PROBLEM TO SOLVE —
Transcribe the records below. Leave every line exactly as written.
_____
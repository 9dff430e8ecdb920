//! Shared fixtures: an in-memory site behind a scriptable network.

#![allow(dead_code)]

use std::sync::atomic::{AtomicBool, Ordering};
use std::sync::{Arc, Mutex};
use std::time::Duration;

use bytes::Bytes;
use futures::future::BoxFuture;
use hashbrown::HashMap;
use http::header::CONTENT_TYPE;
use http::{HeaderMap, HeaderValue, StatusCode};
use pwakit_net::{Fetcher, NetError, Request, Response};
use pwakit_sw::{CacheStorage, ServiceWorkerContainer, ServiceWorkerEvent, WorkerConfig};
use tokio::sync::mpsc;
use url::Url;

pub const SCOPE: &str = "https://app.test/";

#[derive(Clone)]
struct Resource {
    status: StatusCode,
    content_type: &'static str,
    body: Bytes,
}

/// Network double keyed by path. Unknown paths answer 404.
#[derive(Default)]
pub struct MockFetcher {
    resources: Mutex<HashMap<String, Resource>>,
    offline: AtomicBool,
    delay: Mutex<Option<Duration>>,
    calls: Mutex<Vec<String>>,
}

impl MockFetcher {
    pub fn new() -> Arc<Self> {
        Arc::new(Self::default())
    }

    /// A site serving every file of [`site_config`].
    pub fn site() -> Arc<Self> {
        let fetcher = Self::new();
        fetcher.serve("/", "text/html", "<h1>home</h1>");
        fetcher.serve("/index.html", "text/html", "<h1>home</h1>");
        fetcher.serve("/assets/css/style.css", "text/css", "body{}");
        fetcher.serve("/assets/images/logo.jpg", "image/jpeg", "JPEG");
        fetcher.serve("/manifest.json", "application/json", "{}");
        fetcher.serve("/offline.html", "text/html", "<h1>offline</h1>");
        fetcher
    }

    pub fn serve(&self, path: &str, content_type: &'static str, body: &'static str) {
        self.respond(path, StatusCode::OK, content_type, body);
    }

    pub fn respond(
        &self,
        path: &str,
        status: StatusCode,
        content_type: &'static str,
        body: &'static str,
    ) {
        self.resources.lock().unwrap().insert(
            path.to_string(),
            Resource {
                status,
                content_type,
                body: Bytes::from_static(body.as_bytes()),
            },
        );
    }

    pub fn set_offline(&self, offline: bool) {
        self.offline.store(offline, Ordering::SeqCst);
    }

    pub fn set_delay(&self, delay: Option<Duration>) {
        *self.delay.lock().unwrap() = delay;
    }

    /// Number of fetches made for `path`.
    pub fn calls_to(&self, path: &str) -> usize {
        self.calls
            .lock()
            .unwrap()
            .iter()
            .filter(|p| p.as_str() == path)
            .count()
    }

    pub fn total_calls(&self) -> usize {
        self.calls.lock().unwrap().len()
    }

    pub fn reset_calls(&self) {
        self.calls.lock().unwrap().clear();
    }
}

impl Fetcher for MockFetcher {
    fn fetch(&self, request: Request) -> BoxFuture<'_, Result<Response, NetError>> {
        Box::pin(async move {
            let path = request.url.path().to_string();
            self.calls.lock().unwrap().push(path.clone());

            let delay = *self.delay.lock().unwrap();
            if let Some(delay) = delay {
                tokio::time::sleep(delay).await;
            }
            if self.offline.load(Ordering::SeqCst) {
                return Err(NetError::Offline(request.url.to_string()));
            }

            let resource = self.resources.lock().unwrap().get(&path).cloned();
            let response = match resource {
                Some(resource) => {
                    let mut headers = HeaderMap::new();
                    headers.insert(
                        CONTENT_TYPE,
                        HeaderValue::from_static(resource.content_type),
                    );
                    Response::new(request.url, resource.status, headers, resource.body)
                }
                None => Response::new(request.url, StatusCode::NOT_FOUND, HeaderMap::new(), "not found"),
            };
            Ok(response)
        })
    }
}

/// A deployment of the site at `version`.
pub fn site_config(version: &str) -> WorkerConfig {
    WorkerConfig {
        version: version.to_string(),
        static_files: [
            "/",
            "/index.html",
            "/assets/css/style.css",
            "/assets/images/logo.jpg",
            "/manifest.json",
            "/offline.html",
        ]
        .iter()
        .map(|p| p.to_string())
        .collect(),
        dynamic_files: vec!["/dashboard".to_string(), "/portfolio.html".to_string()],
        ..WorkerConfig::default()
    }
}

pub fn url(path: &str) -> Url {
    Url::parse(SCOPE).unwrap().join(path).unwrap()
}

pub fn get(path: &str) -> Request {
    Request::get(url(path))
}

pub fn page(path: &str) -> Request {
    get(path).accept("text/html,application/xhtml+xml")
}

pub struct Harness {
    pub container: Arc<ServiceWorkerContainer>,
    pub events: mpsc::UnboundedReceiver<ServiceWorkerEvent>,
    pub fetcher: Arc<MockFetcher>,
    pub caches: Arc<CacheStorage>,
}

impl Harness {
    pub fn new() -> Self {
        let fetcher = MockFetcher::site();
        let caches = Arc::new(CacheStorage::new());
        let (container, events) = ServiceWorkerContainer::new(Arc::clone(&caches), fetcher.clone());
        Self {
            container: Arc::new(container),
            events,
            fetcher,
            caches,
        }
    }

    /// Register `version` and wait for it to be active.
    pub async fn deploy(&self, version: &str) {
        self.container
            .register(SCOPE, site_config(version))
            .await
            .unwrap();
    }

    pub fn drain_events(&mut self) -> Vec<ServiceWorkerEvent> {
        let mut events = Vec::new();
        while let Ok(event) = self.events.try_recv() {
            events.push(event);
        }
        events
    }
}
_____
OUTPUT —
repository 9dff430e8ecdb920
//! Shared fixtures: an in-memory site behind a scriptable network.

#![allow(dead_code)]

use std::sync::atomic::{AtomicBool, Ordering};
use std::sync::{Arc, Mutex};
use std::time::Duration;

use bytes::Bytes;
use futures::future::BoxFuture;
use hashbrown::HashMap;
use http::header::CONTENT_TYPE;
use http::{HeaderMap, HeaderValue, StatusCode};
use pwakit_net::{Fetcher, NetError, Request, Response};
use pwakit_sw::{CacheStorage, ServiceWorkerContainer, ServiceWorkerEvent, WorkerConfig};
use tokio::sync::mpsc;
use url::Url;

pub const SCOPE: &str = "https://app.test/";

#[derive(Clone)]
struct Resource {
    status: StatusCode,
    content_type: &'static str,
    body: Bytes,
}

/// Network double keyed by path. Unknown paths answer 404.
#[derive(Default)]
pub struct MockFetcher {
    resources: Mutex<HashMap<String, Resource>>,
    offline: AtomicBool,
    delay: Mutex<Option<Duration>>,
    calls: Mutex<Vec<String>>,
}

impl MockFetcher {
    pub fn new() -> Arc<Self> {
        Arc::new(Self::default())
    }

    /// A site serving every file of [`site_config`].
    pub fn site() -> Arc<Self> {
        let fetcher = Self::new();
        fetcher.serve("/", "text/html", "<h1>home</h1>");
        fetcher.serve("/index.html", "text/html", "<h1>home</h1>");
        fetcher.serve("/assets/css/style.css", "text/css", "body{}");
        fetcher.serve("/assets/images/logo.jpg", "image/jpeg", "JPEG");
        fetcher.serve("/manifest.json", "application/json", "{}");
        fetcher.serve("/offline.html", "text/html", "<h1>offline</h1>");
        fetcher
    }

    pub fn serve(&self, path: &str, content_type: &'static str, body: &'static str) {
        self.respond(path, StatusCode::OK, content_type, body);
    }

    pub fn respond(
        &self,
        path: &str,
        status: StatusCode,
        content_type: &'static str,
        body: &'static str,
    ) {
        self.resources.lock().unwrap().insert(
            path.to_string(),
            Resource {
                status,
                content_type,
                body: Bytes::from_static(body.as_bytes()),
            },
        );
    }

    pub fn set_offline(&self, offline: bool) {
        self.offline.store(offline, Ordering::SeqCst);
    }

    pub fn set_delay(&self, delay: Option<Duration>) {
        *self.delay.lock().unwrap() = delay;
    }

    /// Number of fetches made for `path`.
    pub fn calls_to(&self, path: &str) -> usize {
        self.calls
            .lock()
            .unwrap()
            .iter()
            .filter(|p| p.as_str() == path)
            .count()
    }

    pub fn total_calls(&self) -> usize {
        self.calls.lock().unwrap().len()
    }

    pub fn reset_calls(&self) {
        self.calls.lock().unwrap().clear();
    }
}

impl Fetcher for MockFetcher {
    fn fetch(&self, request: Request) -> BoxFuture<'_, Result<Response, NetError>> {
        Box::pin(async move {
            let path = request.url.path().to_string();
            self.calls.lock().unwrap().push(path.clone());

            let delay = *self.delay.lock().unwrap();
            if let Some(delay) = delay {
                tokio::time::sleep(delay).await;
            }
            if self.offline.load(Ordering::SeqCst) {
                return Err(NetError::Offline(request.url.to_string()));
            }

            let resource = self.resources.lock().unwrap().get(&path).cloned();
            let response = match resource {
                Some(resource) => {
                    let mut headers = HeaderMap::new();
                    headers.insert(
                        CONTENT_TYPE,
                        HeaderValue::from_static(resource.content_type),
                    );
                    Response::new(request.url, resource.status, headers, resource.body)
                }
                None => Response::new(request.url, StatusCode::NOT_FOUND, HeaderMap::new(), "not found"),
            };
            Ok(response)
        })
    }
}

/// A deployment of the site at `version`.
pub fn site_config(version: &str) -> WorkerConfig {
    WorkerConfig {
        version: version.to_string(),
        static_files: [
            "/",
            "/index.html",
            "/assets/css/style.css",
            "/assets/images/logo.jpg",
            "/manifest.json",
            "/offline.html",
        ]
        .iter()
        .map(|p| p.to_string())
        .collect(),
        dynamic_files: vec!["/dashboard".to_string(), "/portfolio.html".to_string()],
        ..WorkerConfig::default()
    }
}

pub fn url(path: &str) -> Url {
    Url::parse(SCOPE).unwrap().join(path).unwrap()
}

pub fn get(path: &str) -> Request {
    Request::get(url(path))
}

pub fn page(path: &str) -> Request {
    get(path).accept("text/html,application/xhtml+xml")
}

pub struct Harness {
    pub container: Arc<ServiceWorkerContainer>,
    pub events: mpsc::UnboundedReceiver<ServiceWorkerEvent>,
    pub fetcher: Arc<MockFetcher>,
    pub caches: Arc<CacheStorage>,
}

impl Harness {
    pub fn new() -> Self {
        let fetcher = MockFetcher::site();
        let caches = Arc::new(CacheStorage::new());
        let (container, events) = ServiceWorkerContainer::new(Arc::clone(&caches), fetcher.clone());
        Self {
            container: Arc::new(container),
            events,
            fetcher,
            caches,
        }
    }

    /// Register `version` and wait for it to be active.
    pub async fn deploy(&self, version: &str) {
        self.container
            .register(SCOPE, site_config(version))
            .await
            .unwrap();
    }

    pub fn drain_events(&mut self) -> Vec<ServiceWorkerEvent> {
        let mut events = Vec::new();
        while let Ok(event) = self.events.try_recv() {
            events.push(event);
        }
        events
    }
}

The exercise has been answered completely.